**HOW TO COMPLETE THIS TASK:** Determine how many lines in the data below contain "TabError" and write only that number.

==== INPUT DATA

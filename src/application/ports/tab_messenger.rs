//! Tab Messenger Port - 向指定标签页发送消息
//!
//! 尽力投递：标签页已关闭或已跳转时发送失败

use async_trait::async_trait;
use thiserror::Error;

use crate::domain::task::{DisplayResult, TabId};

#[derive(Debug, Error)]
pub enum TabError {
    #[error("Tab not found: {0}")]
    NotFound(TabId),

    #[error("Tab closed: {0}")]
    Closed(TabId),
}

/// Tab Messenger Port
#[async_trait]
pub trait TabMessengerPort: Send + Sync {
    async fn send_to_tab(&self, tab_id: TabId, message: DisplayResult) -> Result<(), TabError>;
}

========

**SOLUTION TO THIS EXERCISE:** 2